**Prompt:**
Gather every line of the entries that includes the word "isolated".

**Given entries:**
■ ■ ■ ■ ■ ■ ■
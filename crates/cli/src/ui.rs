//! # Terminal Output
//!
//! Formats a structured turn for the terminal: the answer first, then the
//! transparency block (plan, tool calls, SQL) when verbose.

use memento::{summarizer::format_value, types::TurnOutcome, TurnResponse};

pub fn format_turn(turn: &TurnResponse, verbose: bool) -> String {
    let mut out = turn.text.clone();
    if !verbose {
        return out;
    }

    if !turn.plan.is_empty() {
        out.push_str("\n\nPlan:");
        for (i, step) in turn.plan.iter().enumerate() {
            out.push_str(&format!("\n  {}. {step}", i + 1));
        }
    }
    if !turn.tool_calls.is_empty() {
        out.push_str("\n\nTool calls:");
        for call in &turn.tool_calls {
            let status = if call.ok { "ok" } else { "failed" };
            let cached = if call.cached { ", cached" } else { "" };
            out.push_str(&format!(
                "\n  - {} ({status}{cached}, {} ms): {}",
                call.tool.as_str(),
                call.elapsed_ms,
                call.detail
            ));
        }
    }
    if let Some(sql) = &turn.sql {
        out.push_str(&format!("\n\nSQL:\n  {sql}"));
    }
    if let Some(summary) = &turn.summary {
        if !summary.key_metrics.is_empty() {
            out.push_str("\n\nMetrics:");
            for (name, value) in &summary.key_metrics {
                out.push_str(&format!("\n  {name}: {}", format_value(value)));
            }
        }
    }
    if let TurnOutcome::Failed { kind, .. } = &turn.outcome {
        out.push_str(&format!("\n\n[failed: {kind:?}]"));
    }
    out
}
use anyhow::Result;
use async_trait::async_trait;
use memento::errors::AgentError;
use memento::providers::ai::AiProvider;
use memento::providers::db::{catalog::CatalogStore, lake::LakeStore, open_database};
use memento::tools::{CheckReport, LakeTools, ResultSet, RunLimits, TableDescriptor, ToolPort};
use memento::types::{ColumnDocument, TableDocument, ToolName};
use serde_json::Value;
use std::fmt::Debug;
use std::sync::{Arc, Mutex};
use std::time::Duration;

// --- Lake Fixture ---

/// A small sales lake: three customers and four orders.
///
/// Revenue per customer: Acme Corp 2000, Initech 990, Globex 450.
pub const SALES_LAKE_SQL: &str = "
CREATE TABLE customers (customer_id INTEGER PRIMARY KEY, customer_name TEXT, segment TEXT);
CREATE TABLE orders (order_id INTEGER PRIMARY KEY, customer_id INTEGER, order_date TEXT, revenue REAL);
INSERT INTO customers VALUES (1, 'Acme Corp', 'enterprise');
INSERT INTO customers VALUES (2, 'Globex', 'smb');
INSERT INTO customers VALUES (3, 'Initech', 'enterprise');
INSERT INTO orders VALUES (1, 1, '2024-01-05', 1200.0);
INSERT INTO orders VALUES (2, 1, '2024-02-10', 800.0);
INSERT INTO orders VALUES (3, 2, '2024-02-11', 450.0);
INSERT INTO orders VALUES (4, 3, '2024-03-01', 990.0);
";

fn column(name: &str, col_type: &str, display: &str, samples: &[&str]) -> ColumnDocument {
    ColumnDocument {
        col_name: name.to_string(),
        col_type: col_type.to_string(),
        column_display_name: display.to_string(),
        col_description: String::new(),
        business_attribute: vec![],
        sample_values: samples.iter().map(|s| s.to_string()).collect(),
    }
}

/// Catalog documents describing [`SALES_LAKE_SQL`].
pub fn sales_catalog() -> Vec<TableDocument> {
    vec![
        TableDocument {
            table_name: "orders".to_string(),
            table_display_name: "Orders".to_string(),
            table_desc: "One row per customer order, with its revenue.".to_string(),
            table_domain: "sales".to_string(),
            is_dimension: false,
            columns: vec![
                column("order_id", "INTEGER", "Order", &["1", "2"]),
                column("customer_id", "INTEGER", "Customer", &["1", "2"]),
                column("order_date", "TEXT", "Order date", &["2024-01-05"]),
                column("revenue", "REAL", "Revenue", &["1200.0", "450.0"]),
            ],
            hierarchy: vec![],
        },
        TableDocument {
            table_name: "customers".to_string(),
            table_display_name: "Customers".to_string(),
            table_desc: "Customer master data with segment.".to_string(),
            table_domain: "sales".to_string(),
            is_dimension: true,
            columns: vec![
                column("customer_id", "INTEGER", "Customer", &["1", "2"]),
                column("customer_name", "TEXT", "Customer name", &["Acme Corp", "Globex"]),
                column("segment", "TEXT", "Segment", &["enterprise", "smb"]),
            ],
            hierarchy: vec![],
        },
    ]
}

/// An isolated in-memory lake and catalog loaded with the sales fixture.
pub struct TestLake {
    pub lake: LakeStore,
    pub catalog: CatalogStore,
}

impl TestLake {
    pub async fn new() -> Result<Self> {
        let db = open_database(":memory:").await?;
        let lake = LakeStore::new(db.clone());
        let catalog = CatalogStore::new(db, None);
        catalog.initialize_schema().await?;
        seed_sales(&lake, &catalog).await?;
        Ok(Self { lake, catalog })
    }

    /// The production tool port over this fixture.
    pub fn tools(&self) -> LakeTools {
        LakeTools::new(self.catalog.clone(), self.lake.clone(), 10)
    }
}

/// Loads the sales tables into `lake` and their documents into `catalog`.
pub async fn seed_sales(lake: &LakeStore, catalog: &CatalogStore) -> Result<()> {
    lake.execute_batch(SALES_LAKE_SQL).await?;
    catalog.ingest(&sales_catalog()).await?;
    Ok(())
}

// --- Mock AI Provider ---

#[derive(Clone, Debug)]
pub struct MockAiProvider {
    responses: Arc<Mutex<Vec<(String, String)>>>,
    calls: Arc<Mutex<Vec<(String, String)>>>,
}

impl MockAiProvider {
    pub fn new() -> Self {
        Self {
            responses: Arc::new(Mutex::new(Vec::new())),
            calls: Arc::new(Mutex::new(Vec::new())),
        }
    }

    /// Pre-programs a response for a specific prompt.
    /// The key should be a unique substring of the system prompt. Keys are tried
    /// in the order they were added.
    pub fn add_response(&self, key: &str, response: &str) {
        let mut responses = self.responses.lock().unwrap();
        responses.push((key.to_string(), response.to_string()));
    }

    /// Retrieves the recorded calls for assertion.
    pub fn get_calls(&self) -> Vec<(String, String)> {
        self.calls.lock().unwrap().clone()
    }
}

impl Default for MockAiProvider {
    fn default() -> Self {
        Self::new()
    }
}

#[async_trait]
impl AiProvider for MockAiProvider {
    async fn generate(&self, system_prompt: &str, user_prompt: &str) -> Result<String, AgentError> {
        let mut calls = self.calls.lock().unwrap();
        calls.push((system_prompt.to_string(), user_prompt.to_string()));

        let responses = self.responses.lock().unwrap();
        for (key, response) in responses.iter() {
            if system_prompt.contains(key.as_str()) {
                return Ok(response.clone());
            }
        }

        Err(AgentError::AiApi(format!(
            "MockAiProvider: No response programmed for system prompt. Got: '{system_prompt}'"
        )))
    }
}

// --- Scripted Tool Port ---

/// A tool port that searches and checks against a real lake but answers
/// `sql_runner` with a canned result after an optional delay.
#[derive(Clone, Debug)]
pub struct ScriptedTools {
    inner: LakeTools,
    result: ResultSet,
    run_delay: Option<Duration>,
    calls: Arc<Mutex<Vec<(ToolName, String)>>>,
}

impl ScriptedTools {
    pub fn new(inner: LakeTools) -> Self {
        Self {
            inner,
            result: ResultSet {
                columns: vec![],
                rows: vec![],
                truncated: false,
            },
            run_delay: None,
            calls: Arc::new(Mutex::new(Vec::new())),
        }
    }

    pub fn with_result(mut self, columns: &[&str], rows: Vec<Vec<Value>>) -> Self {
        self.result = ResultSet {
            columns: columns.iter().map(|c| c.to_string()).collect(),
            rows,
            truncated: false,
        };
        self
    }

    pub fn with_run_delay(mut self, delay: Duration) -> Self {
        self.run_delay = Some(delay);
        self
    }

    pub fn calls_to(&self, tool: ToolName) -> usize {
        self.calls
            .lock()
            .unwrap()
            .iter()
            .filter(|(t, _)| *t == tool)
            .count()
    }

    fn record(&self, tool: ToolName, input: &str) {
        self.calls.lock().unwrap().push((tool, input.to_string()));
    }
}

#[async_trait]
impl ToolPort for ScriptedTools {
    async fn table_searcher(&self, query: &str) -> Result<Vec<TableDescriptor>, AgentError> {
        self.record(ToolName::TableSearcher, query);
        self.inner.table_searcher(query).await
    }

    async fn sql_checker(&self, query: &str) -> Result<CheckReport, AgentError> {
        self.record(ToolName::SqlChecker, query);
        self.inner.sql_checker(query).await
    }

    async fn sql_runner(&self, query: &str, _limits: RunLimits) -> Result<ResultSet, AgentError> {
        self.record(ToolName::SqlRunner, query);
        if let Some(delay) = self.run_delay {
            tokio::time::sleep(delay).await;
        }
        Ok(self.result.clone())
    }
}
//! # Storage Providers
//!
//! Both stores live in one turso (SQLite) database: the lake holds the business
//! tables the agent queries, and the catalog holds the table metadata it searches.

pub mod catalog;
pub mod lake;
pub mod sql;

use crate::errors::AgentError;
use turso::{Database, Value as TursoValue};

/// Opens a turso database from a file path, or `:memory:` for an isolated in-memory one.
///
/// To share an in-memory database between the catalog and the lake, open it once
/// and hand clones of the returned `Database` to both stores.
pub async fn open_database(db_path: &str) -> Result<Database, AgentError> {
    let db = turso::Builder::new_local(db_path)
        .build()
        .await
        .map_err(|e| AgentError::StorageConnection(e.to_string()))?;

    // `query` rather than `execute`, as the PRAGMA returns a row.
    let conn = db
        .connect()
        .map_err(|e| AgentError::StorageConnection(e.to_string()))?;
    conn.query("PRAGMA journal_mode=WAL;", ())
        .await
        .map_err(|e| AgentError::StorageConnection(e.to_string()))?;

    Ok(db)
}

/// Converts a turso value to a `serde_json::Value`.
pub(crate) fn turso_value_to_json(v: TursoValue) -> serde_json::Value {
    use serde_json::Value;
    match v {
        TursoValue::Null => Value::Null,
        TursoValue::Integer(i) => Value::Number(i.into()),
        TursoValue::Real(f) => serde_json::Number::from_f64(f)
            .map(Value::Number)
            .unwrap_or(Value::Null),
        TursoValue::Text(s) => Value::String(s),
        TursoValue::Blob(_) => Value::String("<blob>".to_string()),
    }
}

/// Quotes an identifier for interpolation into SQLite statements.
pub(crate) fn quote_ident(name: &str) -> String {
    format!("\"{}\"", name.replace('"', "\"\""))
}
■ ■ ■ ■ ■ ■ ■
**Result of the task:**
/// An isolated in-memory lake and catalog loaded with the sales fixture.
/// Opens a turso database from a file path, or `:memory:` for an isolated in-memory one.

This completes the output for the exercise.